Each line of the material, from the first through the one containing "type File<'s>: Read", is to be written out exactly.

★ ★ ★ ★ ★ ★ ★

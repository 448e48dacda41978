//! Where played and recorded files live.

use embedded_io::{ErrorType, Read, Seek, Write};

/// How a file is opened
#[derive(Debug, Clone, Copy, PartialEq, Eq)]
#[cfg_attr(feature = "defmt-03", derive(defmt::Format))]
pub enum OpenMode {
    /// Existing file, read from the start
    Read,
    /// New or emptied file, written from the start
    CreateTruncate,
}

/// A filesystem the streaming functions can open files on.
///
/// Files borrow the storage while open and must be given back through [`Storage::close`],
/// so that the filesystem can flush its directory entry.
pub trait Storage {
    /// Error of every filesystem and file operation
    type Error: embedded_io::Error;

    /// An open file
    type File<'s>: Read + Write + Seek + ErrorType<Error = Self::Error>
    where
        Self: 's;

    /// Open the file at `path`
    fn open(&mut self, path: &str, mode: OpenMode) -> Result<Self::File<'_>, Self::Error>;

    /// Close a file opened by [`Storage::open`]
    fn close<'s>(file: Self::File<'s>) -> Result<(), Self::Error>
    where
        Self: 's;
}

★ ★ ★ ★ ★ ★ ★

## EXPECTED ANSWER
repository 448e48dacda41978
//! Where played and recorded files live.

use embedded_io::{ErrorType, Read, Seek, Write};

/// How a file is opened
#[derive(Debug, Clone, Copy, PartialEq, Eq)]
#[cfg_attr(feature = "defmt-03", derive(defmt::Format))]
pub enum OpenMode {
    /// Existing file, read from the start
    Read,
    /// New or emptied file, written from the start
    CreateTruncate,
}

/// A filesystem the streaming functions can open files on.
///
/// Files borrow the storage while open and must be given back through [`Storage::close`],
/// so that the filesystem can flush its directory entry.
pub trait Storage {
    /// Error of every filesystem and file operation
    type Error: embedded_io::Error;

    /// An open file
    type File<'s>: Read + Write + Seek + ErrorType<Error = Self::Error>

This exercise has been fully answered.